Purring is just one of the sounds almost all breeds of domestic cats make. In the past, we used to believe that a purring cat is a happy and content cat, but if you are a cat owner, it is important to know that your cat may purr to communicate different feelings or needs.
While it is true that cats can purr when they feel happy (you can get your cats to purr by stroking them or snuggling with them, for example), cats can also purr when they feel nervous or scared.
Cats can also purr when they are feeling stressed. This can happen when something new to them happens or when there is a new addition to the house. Any change in their routine can cause cats to get stressed, and purring can help them relieve their anxiety. Older cats can also purr to communicate to other cats that they are not seeking to fight.

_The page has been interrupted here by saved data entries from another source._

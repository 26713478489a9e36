// Copyright 2024 The ChromiumOS Authors
// Use of this source code is governed by a BSD-style license that can be
// found in the LICENSE file.

pub mod descriptor;
mod mmap;
mod shm;
mod system_info;

pub use descriptor::*;
pub use mmap::MemoryMapping;
pub use shm::PlatformHandle;
pub use system_info::allocation_granularity;
pub use system_info::pagesize;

Many cats, particularly younger kittens, purr to get their mother’s attention. Pet cats also do this to get your attention and, in a way, reassure themselves that they have not been forgotten.
You may also notice your pets purring around feeding time, which means they might be hungry or simply want to be fed. Observe your pets closely and you may also identify the difference between a “hungry” purr and a “satiated” purr.
Much like how some infants suck their thumb, kittens can also purr to self-soothe. This is because purring produces vibrations that can soothe pain and discomfort, making some experts believe that it is a self-healing mechanism.
Finally, cats can purr to show happiness and contentment. Oftentimes, purring is not the only observable sign of feline contentment. Other signs include relaxed legs, half-closed eyes, and a generally easy disposition.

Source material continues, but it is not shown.